Number of Gen Z People Identifying as Transgender Twice That of Millennials

The number of Gen Zers identifying as transgender is almost double the number of millennials who identify as trans, according to a survey by Gallup.

At 1.9 percent, Generation Z—those who were born between 1997 and 2004—has the highest percentage of people who say they identify as trans among all previous three generations.

Among millennials, 1.0 percent identify as trans, while among Generation X—those born between 1965 and 1980—and baby boomers—born between 1946 and 1964—this number plunges to 0.3 and 0.2, respectively. Among the Silent Generation—born between 1928 and 1945—those identifying as trans are less than 0.05 percent.

The two younger generations—Gen Z and millennials—have been driving the recent change in the recognition and growth of LGBTQ+ identities, with the number of American adults who identify as lesbian, gay, bisexual, trans or other nonheterosexual identities doubling in the past 10 years, according to Gallup.

But it's Gen Z that's really embracing this change. While Gallup's 2022 survey found that 7.2 percent of U.S. adults identify as members of the LGBTQ+ community, the number goes up to 19.7 percent among Gen Zers. Among millennials, by comparison, 11.2 percent identify as lesbian, gay, bisexual, transgender or other.

This surge in the number of young people identifying as trans is due to a mix of increased visibility, access to information and acceptance, according to experts.

"Thanks to increases in visibility, representation, and equality, more and more LGBTQ Americans are able to come out and live as our authentic selves," Sarah Kate Ellis, CEO and president of the LGBTQ+ nonprofit GLAAD, tweeted last year in response to a Gallup survey.

Gen Z transgender
A child demonstrates during a rally organized by the plataform Orgullo Crítico (Critical Pride) from Atocha to Plaza España on June 28, 2021 in Madrid, Spain. Isabel Infantes Morcillo/Getty

"It should not surprise anyone that as it became safer to be authentically ourselves, more people felt safe to come out," journalist Joe Mirabella commented on the Gallup survey.

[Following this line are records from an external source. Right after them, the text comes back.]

//! Database connection and schema bootstrap.

use crate::entity::{oauth2_authorization, oauth2_client, oauth2_token, oauth2_user};
use sea_orm::{ConnectionTrait, Database, DatabaseConnection, DbErr, EntityTrait, Schema};

/// Connect to the database at `url`.
#[tracing::instrument(skip(url))]
pub async fn connect(url: &str) -> Result<DatabaseConnection, DbErr> {
    let db = Database::connect(url).await?;
    tracing::info!(backend = ?db.get_database_backend(), "Connected to database");
    Ok(db)
}

/// Create the provider's tables if they do not exist yet.
#[tracing::instrument(skip(db))]
pub async fn ensure_schema(db: &DatabaseConnection) -> Result<(), DbErr> {
    create_table(db, oauth2_client::Entity).await?;
    create_table(db, oauth2_user::Entity).await?;
    create_table(db, oauth2_authorization::Entity).await?;
    create_table(db, oauth2_token::Entity).await?;
    Ok(())
}

async fn create_table<E: EntityTrait>(db: &DatabaseConnection, entity: E) -> Result<(), DbErr> {
    let backend = db.get_database_backend();
    let schema = Schema::new(backend);
    let mut statement = schema.create_table_from_entity(entity);
    statement.if_not_exists();
    db.execute(backend.build(&statement)).await?;
    tracing::debug!(table = entity.table_name(), "Ensured table");
    Ok(())
}

#[cfg(test)]
mod tests {
    use super::*;

    #[tokio::test]
    async fn ensure_schema_is_idempotent() {
        let db = connect("sqlite::memory:").await.unwrap();
        ensure_schema(&db).await.unwrap();
        ensure_schema(&db).await.unwrap();

        let clients = oauth2_client::Entity::find().all(&db).await.unwrap();
        assert!(clients.is_empty());
    }
}
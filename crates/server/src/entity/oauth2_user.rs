//! User entity. Owned by the account subsystem; the provider reads it to
//! populate identity claims and only writes service principals.

use sea_orm::entity::prelude::*;
use serde::{Deserialize, Serialize};
use time::OffsetDateTime;

#[derive(Clone, Debug, PartialEq, DeriveEntityModel, Serialize, Deserialize)]
#[sea_orm(table_name = "oauth2_user")]
pub struct Model {
    #[sea_orm(primary_key, auto_increment = false)]
    pub id: String,
    #[sea_orm(unique)]
    pub username: String,
    pub display_name: Option<String>,
    pub email: Option<String>,
    pub email_verified: bool,
    /// Stored image reference, turned into a `picture` URL on output
    pub user_image: Option<String>,
    /// Set for principals created to own client_credentials tokens
    pub is_service_account: bool,
    pub created_at: OffsetDateTime,
}

#[derive(Copy, Clone, Debug, EnumIter, DeriveRelation)]
pub enum Relation {}

impl ActiveModelBehavior for ActiveModel {}
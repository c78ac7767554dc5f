//! Authorization code ledger.
//!
//! Codes are issued by the authorize step and consumed exactly once by the
//! token exchange. Consumption is a single conditional `UPDATE` on `is_used`,
//! so concurrent claims of the same code are linearized by the database.

use crate::entity::oauth2_authorization;
use crate::error::CodeClaimError;
use crate::oauth2::password::generate_token;
use crate::oauth2::pkce::PkceMethod;
use crate::oauth2::scope::ScopeSet;
use sea_orm::sea_query::Expr;
use sea_orm::{
    ActiveModelTrait, ActiveValue::Set, ColumnTrait, DatabaseConnection, DbErr, EntityTrait,
    QueryFilter,
};
use std::sync::Arc;
use time::{Duration, OffsetDateTime};

/// Everything the authorize step binds to a new code.
#[derive(Debug, Clone)]
pub struct NewAuthorizationCode {
    pub client_id: String,
    pub user_id: String,
    pub redirect_uri: String,
    pub scopes: ScopeSet,
    pub nonce: Option<String>,
    pub code_challenge: Option<(String, PkceMethod)>,
    pub auth_time: OffsetDateTime,
}

#[derive(Clone)]
pub struct AuthorizationCodeLedger {
    db: Arc<DatabaseConnection>,
    ttl: Duration,
}

impl AuthorizationCodeLedger {
    pub fn new(db: Arc<DatabaseConnection>, ttl_seconds: i64) -> Self {
        Self {
            db,
            ttl: Duration::seconds(ttl_seconds),
        }
    }

    /// Persist a fresh code with 256 bits of entropy and the configured TTL.
    #[tracing::instrument(skip(self, request), fields(client_id = %request.client_id))]
    pub async fn issue(
        &self,
        request: NewAuthorizationCode,
    ) -> Result<oauth2_authorization::Model, DbErr> {
        let now = OffsetDateTime::now_utc();
        let (code_challenge, code_challenge_method) = match request.code_challenge {
            Some((challenge, method)) => (Some(challenge), Some(method.as_str().to_string())),
            None => (None, None),
        };

        let code = oauth2_authorization::ActiveModel {
            code: Set(generate_token()),
            client_id: Set(request.client_id),
            user_id: Set(request.user_id),
            redirect_uri: Set(request.redirect_uri),
            scope: Set(request.scopes.to_string()),
            nonce: Set(request.nonce),
            code_challenge: Set(code_challenge),
            code_challenge_method: Set(code_challenge_method),
            auth_time: Set(request.auth_time),
            is_used: Set(false),
            expires_at: Set(now + self.ttl),
            created_at: Set(now),
        };

        code.insert(self.db.as_ref()).await
    }

    /// Atomically claim a code.
    ///
    /// Exactly one caller can flip `is_used`; every other caller observes
    /// `AlreadyUsed`. An expired code is still flipped before `Expired` is
    /// reported, so it is dead from first touch onwards.
    #[tracing::instrument(skip_all)]
    pub async fn claim(&self, code: &str) -> Result<oauth2_authorization::Model, CodeClaimError> {
        let result = oauth2_authorization::Entity::update_many()
            .col_expr(oauth2_authorization::Column::IsUsed, Expr::value(true))
            .filter(oauth2_authorization::Column::Code.eq(code))
            .filter(oauth2_authorization::Column::IsUsed.eq(false))
            .exec(self.db.as_ref())
            .await?;

        let record = oauth2_authorization::Entity::find_by_id(code)
            .one(self.db.as_ref())
            .await?;

        let record = match (result.rows_affected, record) {
            (_, None) => return Err(CodeClaimError::NotFound),
            (0, Some(_)) => {
                tracing::warn!("Authorization code replay detected");
                return Err(CodeClaimError::AlreadyUsed);
            }
            (_, Some(r)) => r,
        };

        if record.is_expired_at(OffsetDateTime::now_utc()) {
            tracing::debug!(client_id = %record.client_id, "Authorization code expired");
            return Err(CodeClaimError::Expired);
        }

        Ok(record)
    }

    pub async fn find(&self, code: &str) -> Result<Option<oauth2_authorization::Model>, DbErr> {
        oauth2_authorization::Entity::find_by_id(code)
            .one(self.db.as_ref())
            .await
    }
}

The internet and social media—especially TikTok for Gen Z—have opened up a new world for trans influencers and advocates to talk about their lives and share their stories with others—something that would have been unthinkable for the Silent Generation, for example.

Dylan Mulvaney, a trans influencer who documents "being a girl" on her TikTok every day, counts over 10 million followers on the platform. In October last year, she was invited by President Joe Biden to the White House to discuss trans rights.

But despite recent progress in the recognition of LGBTQ+ rights and identities, as well as changing behaviors and attitudes toward the LGBTQ+ community, trans rights in America have become an increasingly divisive issue.

Republican lawmakers across the country have been pushing for legislation that LGBTQ+ advocates have condemned for attacking trans rights and putting trans youth at risk, such as trans women's access to women's sports and to women-only toilets and facilities. Some women have argued that trans women's access to women-only spaces encroaches on their safe spaces.

Many Republican-controlled states have seen filed bills that would forbid health providers from performing gender-affirming surgery on minors and prevent them from giving teens under 18 medications such as puberty blockers. They argue that children are too young to make such significant decisions at that age.

Those pushing for these restricting laws say they're doing it to protect children, while trans rights advocates say that, by pushing for this legislation, they're endangering trans youth.

But the issue of children identifying as trans has also been raised as a concern by school counselors and health providers. In the U.K., psychotherapist Marcus Evans, ex-governor of the only public health clinic in the country to provide gender counseling and transitioning (Gender Identity Development Service), said that many experts were bowing to political pressure from pro-trans groups to affirm children's beliefs that they were born in the wrong sex.

Evans told The Guardian that he believes "the trans political agenda has encroached on the clinical environment surrounding and within the Gender Identity Development Service."